▸ **Task objective**:
Down to the last line, reproduce the data below exactly.
+---+
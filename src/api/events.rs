// # Event Ingress
//
// Translates liveness and pressure feedback from node agents and the
// instance supervisor into entity field updates. Updated entities are
// marked dirty; the next scheduling pass reacts to them.

use std::sync::Arc;

use axum::extract::State;
use axum::Json;

use crate::models::{NodeStatus, ServiceInstanceStatus};

use super::types::{
    ApiError, ApiResult, ApiState, EventResponse, InstanceEventRequest, NodeEventRequest,
};

pub async fn on_node_event(
    State(state): State<Arc<ApiState>>,
    Json(event): Json<NodeEventRequest>,
) -> ApiResult<Json<EventResponse>> {
    if event.updated_status == NodeStatus::Deleted {
        return Err(ApiError::validation(
            "updated_status must be ACTIVE or FAILED",
        ));
    }

    let mut node = state.repository.get_node(event.node_id).await?;
    if node.status == NodeStatus::Deleted {
        return Err(ApiError::new(
            "FORBIDDEN",
            "events for deleted nodes are not allowed",
        ));
    }

    node.status = event.updated_status;
    node.dirty = true;
    state.repository.upsert_node(&node).await?;
    Ok(Json(EventResponse::ok()))
}

pub async fn on_instance_event(
    State(state): State<Arc<ApiState>>,
    Json(event): Json<InstanceEventRequest>,
) -> ApiResult<Json<EventResponse>> {
    let mut instance = state.repository.get_instance(event.instance_id).await?;
    if instance.status != ServiceInstanceStatus::Placed {
        return Err(ApiError::new(
            "FORBIDDEN",
            "events for instances that are not PLACED are forbidden",
        ));
    }

    if let Some(execution_status) = event.execution_status {
        instance.execution_status = Some(execution_status);
    }
    if let Some(resource_status) = event.resource_status {
        instance.resource_status = Some(resource_status);
    }
    instance.dirty = true;

    state.repository.upsert_instance(&instance).await?;
    Ok(Json(EventResponse::ok()))
}
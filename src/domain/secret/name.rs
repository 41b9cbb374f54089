use serde::{Deserialize, Serialize};
use thiserror::Error;

/// Handle of a stored secret; safe to persist and log
#[derive(Debug, Clone, PartialEq, Eq, Hash, Serialize, Deserialize)]
#[serde(transparent)]
pub struct SecretRef(String);

impl SecretRef {
    pub fn new(value: impl Into<String>) -> Self {
        Self(value.into())
    }

    pub fn as_str(&self) -> &str {
        &self.0
    }
}

impl std::fmt::Display for SecretRef {
    fn fmt(&self, f: &mut std::fmt::Formatter<'_>) -> std::fmt::Result {
        write!(f, "{}", self.0)
    }
}

/// Rendered name under which a secret is written
#[derive(Debug, Clone, PartialEq, Eq, Hash)]
pub struct SecretName(String);

impl SecretName {
    pub fn as_str(&self) -> &str {
        &self.0
    }
}

impl std::fmt::Display for SecretName {
    fn fmt(&self, f: &mut std::fmt::Formatter<'_>) -> std::fmt::Result {
        write!(f, "{}", self.0)
    }
}

#[derive(Debug, Error, Clone, PartialEq)]
pub enum SecretNameError {
    #[error("Secret name template cannot be empty")]
    Empty,

    #[error("Unknown placeholder '{{{0}}}' in secret name template")]
    UnknownPlaceholder(String),

    #[error("Unclosed placeholder in secret name template")]
    Unclosed,
}

const PLACEHOLDERS: [&str; 4] = ["merchant_id", "service", "key_id", "version"];

/// Secret naming scheme, e.g. `{service}/merchants/{merchant_id}/keys/{key_id}/v{version}`
///
/// Placeholders are checked when the template is built so rendering cannot fail.
#[derive(Debug, Clone, PartialEq, Eq)]
pub struct SecretNameTemplate {
    template: String,
    service: String,
}

impl SecretNameTemplate {
    pub fn new(
        template: impl Into<String>,
        service: impl Into<String>,
    ) -> Result<Self, SecretNameError> {
        let template = template.into();

        if template.trim().is_empty() {
            return Err(SecretNameError::Empty);
        }

        let mut rest = template.as_str();
        while let Some(start) = rest.find('{') {
            let after = &rest[start + 1..];
            let end = after.find('}').ok_or(SecretNameError::Unclosed)?;
            let placeholder = &after[..end];

            if !PLACEHOLDERS.contains(&placeholder) {
                return Err(SecretNameError::UnknownPlaceholder(placeholder.to_string()));
            }

            rest = &after[end + 1..];
        }

        Ok(Self {
            template,
            service: service.into(),
        })
    }

    pub fn template(&self) -> &str {
        &self.template
    }

    /// Render the name of one secret version
    pub fn render(&self, merchant_id: &str, key_id: &str, version: u32) -> SecretName {
        let name = self
            .template
            .replace("{merchant_id}", merchant_id)
            .replace("{service}", &self.service)
            .replace("{key_id}", key_id)
            .replace("{version}", &version.to_string());

        SecretName(name)
    }
}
+---+
▸ **Written solution**:
filename src/api/events.rs
// # Event Ingress
//
// Translates liveness and pressure feedback from node agents and the
// instance supervisor into entity field updates. Updated entities are
// marked dirty; the next scheduling pass reacts to them.

use std::sync::Arc;

use axum::extract::State;
use axum::Json;

use crate::models::{NodeStatus, ServiceInstanceStatus};

use super::types::{
    ApiError, ApiResult, ApiState, EventResponse, InstanceEventRequest, NodeEventRequest,
};

pub async fn on_node_event(
    State(state): State<Arc<ApiState>>,
    Json(event): Json<NodeEventRequest>,
) -> ApiResult<Json<EventResponse>> {
    if event.updated_status == NodeStatus::Deleted {
        return Err(ApiError::validation(
            "updated_status must be ACTIVE or FAILED",
        ));
    }

    let mut node = state.repository.get_node(event.node_id).await?;
    if node.status == NodeStatus::Deleted {
        return Err(ApiError::new(
            "FORBIDDEN",
            "events for deleted nodes are not allowed",
        ));
    }

    node.status = event.updated_status;
    node.dirty = true;
    state.repository.upsert_node(&node).await?;
    Ok(Json(EventResponse::ok()))
}

pub async fn on_instance_event(
    State(state): State<Arc<ApiState>>,
    Json(event): Json<InstanceEventRequest>,
) -> ApiResult<Json<EventResponse>> {
    let mut instance = state.repository.get_instance(event.instance_id).await?;
    if instance.status != ServiceInstanceStatus::Placed {
        return Err(ApiError::new(
            "FORBIDDEN",
            "events for instances that are not PLACED are forbidden",
        ));
    }

    if let Some(execution_status) = event.execution_status {
        instance.execution_status = Some(execution_status);
    }
    if let Some(resource_status) = event.resource_status {
        instance.resource_status = Some(resource_status);
    }
    instance.dirty = true;

    state.repository.upsert_instance(&instance).await?;
    Ok(Json(EventResponse::ok()))
}
filename src/domain/secret/name.rs
repository 41b9cbb374f54089
use serde::{Deserialize, Serialize};
use thiserror::Error;

/// Handle of a stored secret; safe to persist and log
#[derive(Debug, Clone, PartialEq, Eq, Hash, Serialize, Deserialize)]
#[serde(transparent)]
pub struct SecretRef(String);

impl SecretRef {
    pub fn new(value: impl Into<String>) -> Self {
        Self(value.into())
    }

    pub fn as_str(&self) -> &str {
        &self.0
    }
}

impl std::fmt::Display for SecretRef {
    fn fmt(&self, f: &mut std::fmt::Formatter<'_>) -> std::fmt::Result {
        write!(f, "{}", self.0)
    }
}

/// Rendered name under which a secret is written
#[derive(Debug, Clone, PartialEq, Eq, Hash)]
pub struct SecretName(String);

impl SecretName {
    pub fn as_str(&self) -> &str {
        &self.0
    }
}

impl std::fmt::Display for SecretName {
    fn fmt(&self, f: &mut std::fmt::Formatter<'_>) -> std::fmt::Result {
        write!(f, "{}", self.0)
    }
}

#[derive(Debug, Error, Clone, PartialEq)]
pub enum SecretNameError {
    #[error("Secret name template cannot be empty")]
    Empty,

    #[error("Unknown placeholder '{{{0}}}' in secret name template")]
    UnknownPlaceholder(String),

    #[error("Unclosed placeholder in secret name template")]
    Unclosed,
}

const PLACEHOLDERS: [&str; 4] = ["merchant_id", "service", "key_id", "version"];

/// Secret naming scheme, e.g. `{service}/merchants/{merchant_id}/keys/{key_id}/v{version}`
///
/// Placeholders are checked when the template is built so rendering cannot fail.
#[derive(Debug, Clone, PartialEq, Eq)]
pub struct SecretNameTemplate {
    template: String,
    service: String,
}

impl SecretNameTemplate {
    pub fn new(
        template: impl Into<String>,
        service: impl Into<String>,
    ) -> Result<Self, SecretNameError> {
        let template = template.into();

        if template.trim().is_empty() {
            return Err(SecretNameError::Empty);
        }

        let mut rest = template.as_str();
        while let Some(start) = rest.find('{') {
            let after = &rest[start + 1..];
            let end = after.find('}').ok_or(SecretNameError::Unclosed)?;
            let placeholder = &after[..end];

            if !PLACEHOLDERS.contains(&placeholder) {
                return Err(SecretNameError::UnknownPlaceholder(placeholder.to_string()));
            }

            rest = &after[end + 1..];
        }

        Ok(Self {
            template,
            service: service.into(),
        })
    }

    pub fn template(&self) -> &str {
        &self.template
    }

    /// Render the name of one secret version
    pub fn render(&self, merchant_id: &str, key_id: &str, version: u32) -> SecretName {
        let name = self
            .template
            .replace("{merchant_id}", merchant_id)
            .replace("{service}", &self.service)
            .replace("{key_id}", key_id)
            .replace("{version}", &version.to_string());

        SecretName(name)
    }
}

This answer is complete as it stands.